■ **Stored data entries**
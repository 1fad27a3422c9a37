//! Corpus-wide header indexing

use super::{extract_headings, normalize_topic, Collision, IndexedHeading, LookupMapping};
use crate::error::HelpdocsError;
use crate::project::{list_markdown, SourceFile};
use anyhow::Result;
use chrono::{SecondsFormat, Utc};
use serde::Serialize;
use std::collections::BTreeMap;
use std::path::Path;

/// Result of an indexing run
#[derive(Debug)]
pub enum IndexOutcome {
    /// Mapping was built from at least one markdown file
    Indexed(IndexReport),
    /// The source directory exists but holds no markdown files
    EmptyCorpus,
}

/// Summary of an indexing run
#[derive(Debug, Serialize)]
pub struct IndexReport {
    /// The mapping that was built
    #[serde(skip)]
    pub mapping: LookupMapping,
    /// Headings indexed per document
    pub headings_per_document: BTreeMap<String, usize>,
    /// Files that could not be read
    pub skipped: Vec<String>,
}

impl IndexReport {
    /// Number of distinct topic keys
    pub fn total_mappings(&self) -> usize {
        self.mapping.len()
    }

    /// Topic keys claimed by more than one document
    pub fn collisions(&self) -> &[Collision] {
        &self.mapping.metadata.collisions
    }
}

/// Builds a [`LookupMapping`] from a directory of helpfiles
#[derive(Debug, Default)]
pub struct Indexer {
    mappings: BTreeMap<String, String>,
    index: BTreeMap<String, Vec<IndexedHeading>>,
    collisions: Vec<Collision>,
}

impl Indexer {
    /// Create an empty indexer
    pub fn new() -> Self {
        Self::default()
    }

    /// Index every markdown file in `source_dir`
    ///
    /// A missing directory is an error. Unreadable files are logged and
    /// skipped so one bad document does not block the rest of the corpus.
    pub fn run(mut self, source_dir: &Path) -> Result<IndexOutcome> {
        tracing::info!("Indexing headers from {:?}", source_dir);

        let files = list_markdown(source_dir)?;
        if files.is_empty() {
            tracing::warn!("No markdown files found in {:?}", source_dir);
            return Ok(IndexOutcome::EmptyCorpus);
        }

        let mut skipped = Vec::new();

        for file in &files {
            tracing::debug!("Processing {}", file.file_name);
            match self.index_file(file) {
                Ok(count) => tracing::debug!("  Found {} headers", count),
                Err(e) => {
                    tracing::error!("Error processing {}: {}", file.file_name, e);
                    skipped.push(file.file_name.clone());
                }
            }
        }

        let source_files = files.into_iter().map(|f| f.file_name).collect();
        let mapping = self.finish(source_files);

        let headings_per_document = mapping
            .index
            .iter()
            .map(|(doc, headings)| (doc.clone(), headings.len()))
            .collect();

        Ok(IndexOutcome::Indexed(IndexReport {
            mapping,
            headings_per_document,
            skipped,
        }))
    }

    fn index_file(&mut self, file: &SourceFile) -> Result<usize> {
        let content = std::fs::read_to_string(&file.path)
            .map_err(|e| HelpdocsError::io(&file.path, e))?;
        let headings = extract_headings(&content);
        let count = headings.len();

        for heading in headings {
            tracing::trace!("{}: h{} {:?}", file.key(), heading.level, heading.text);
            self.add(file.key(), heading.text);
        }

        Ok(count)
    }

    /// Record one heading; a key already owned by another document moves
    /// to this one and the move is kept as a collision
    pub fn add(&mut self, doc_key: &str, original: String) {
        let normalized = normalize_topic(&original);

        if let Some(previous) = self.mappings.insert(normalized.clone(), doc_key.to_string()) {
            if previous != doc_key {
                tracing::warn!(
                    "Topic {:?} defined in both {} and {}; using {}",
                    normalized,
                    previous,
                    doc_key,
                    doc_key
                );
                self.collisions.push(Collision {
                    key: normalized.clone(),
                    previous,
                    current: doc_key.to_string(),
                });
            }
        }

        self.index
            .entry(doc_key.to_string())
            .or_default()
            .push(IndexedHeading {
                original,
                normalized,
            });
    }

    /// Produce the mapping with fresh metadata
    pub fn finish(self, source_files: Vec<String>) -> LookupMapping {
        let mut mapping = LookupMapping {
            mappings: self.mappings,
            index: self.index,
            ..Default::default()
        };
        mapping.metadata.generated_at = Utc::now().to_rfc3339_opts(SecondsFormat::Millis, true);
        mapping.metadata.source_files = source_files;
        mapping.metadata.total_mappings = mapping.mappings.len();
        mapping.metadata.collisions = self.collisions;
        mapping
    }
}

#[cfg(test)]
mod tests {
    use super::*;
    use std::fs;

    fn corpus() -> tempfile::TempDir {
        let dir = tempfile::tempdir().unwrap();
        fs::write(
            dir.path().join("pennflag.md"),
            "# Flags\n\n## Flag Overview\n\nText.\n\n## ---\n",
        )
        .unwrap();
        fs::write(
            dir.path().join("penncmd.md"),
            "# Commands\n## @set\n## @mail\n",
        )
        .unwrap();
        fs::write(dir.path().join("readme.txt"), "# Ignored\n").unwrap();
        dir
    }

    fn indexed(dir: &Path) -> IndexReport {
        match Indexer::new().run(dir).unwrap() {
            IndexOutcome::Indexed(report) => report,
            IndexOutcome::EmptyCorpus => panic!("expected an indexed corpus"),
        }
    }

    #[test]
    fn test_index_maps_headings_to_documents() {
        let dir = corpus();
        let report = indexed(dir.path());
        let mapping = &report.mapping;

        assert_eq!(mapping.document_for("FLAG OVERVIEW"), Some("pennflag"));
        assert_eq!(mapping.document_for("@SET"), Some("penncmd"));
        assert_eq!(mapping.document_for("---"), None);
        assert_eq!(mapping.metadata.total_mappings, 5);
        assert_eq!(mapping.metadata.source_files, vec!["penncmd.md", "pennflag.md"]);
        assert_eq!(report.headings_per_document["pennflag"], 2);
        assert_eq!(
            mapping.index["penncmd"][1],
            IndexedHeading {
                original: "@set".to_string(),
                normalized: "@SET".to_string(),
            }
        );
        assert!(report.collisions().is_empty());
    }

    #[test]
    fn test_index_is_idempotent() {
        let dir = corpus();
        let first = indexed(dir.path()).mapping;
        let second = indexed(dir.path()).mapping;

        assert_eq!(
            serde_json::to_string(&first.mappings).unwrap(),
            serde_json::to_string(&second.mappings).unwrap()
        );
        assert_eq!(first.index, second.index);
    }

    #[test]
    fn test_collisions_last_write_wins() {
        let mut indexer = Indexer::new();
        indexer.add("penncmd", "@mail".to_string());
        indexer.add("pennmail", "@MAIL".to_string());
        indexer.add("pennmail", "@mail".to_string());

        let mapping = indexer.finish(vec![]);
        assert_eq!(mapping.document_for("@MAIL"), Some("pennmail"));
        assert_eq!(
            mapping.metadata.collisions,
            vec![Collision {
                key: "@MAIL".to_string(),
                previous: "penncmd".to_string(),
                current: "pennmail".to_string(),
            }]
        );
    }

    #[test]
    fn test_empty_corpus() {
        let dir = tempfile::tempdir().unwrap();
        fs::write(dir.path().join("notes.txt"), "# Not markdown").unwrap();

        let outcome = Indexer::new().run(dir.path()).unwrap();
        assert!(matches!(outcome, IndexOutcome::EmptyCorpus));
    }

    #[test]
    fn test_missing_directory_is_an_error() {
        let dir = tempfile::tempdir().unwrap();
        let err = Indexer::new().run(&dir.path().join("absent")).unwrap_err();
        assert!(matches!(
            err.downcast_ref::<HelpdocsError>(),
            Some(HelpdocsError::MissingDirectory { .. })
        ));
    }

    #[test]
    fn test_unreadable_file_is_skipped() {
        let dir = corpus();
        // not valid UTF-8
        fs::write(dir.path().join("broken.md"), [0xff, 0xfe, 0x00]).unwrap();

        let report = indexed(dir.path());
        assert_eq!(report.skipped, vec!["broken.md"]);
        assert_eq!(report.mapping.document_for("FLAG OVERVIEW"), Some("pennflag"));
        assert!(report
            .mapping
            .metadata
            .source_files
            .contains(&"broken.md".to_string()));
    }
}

■ **PROBLEM TO SOLVE**
Search the data above for the string "metadata" and return every line that has it.

■ **RESPONSE**
        &self.mapping.metadata.collisions
    /// Produce the mapping with fresh metadata
        mapping.metadata.generated_at = Utc::now().to_rfc3339_opts(SecondsFormat::Millis, true);
        mapping.metadata.source_files = source_files;
        mapping.metadata.total_mappings = mapping.mappings.len();
        mapping.metadata.collisions = self.collisions;
        assert_eq!(mapping.metadata.total_mappings, 5);
        assert_eq!(mapping.metadata.source_files, vec!["penncmd.md", "pennflag.md"]);
            mapping.metadata.collisions,
            .metadata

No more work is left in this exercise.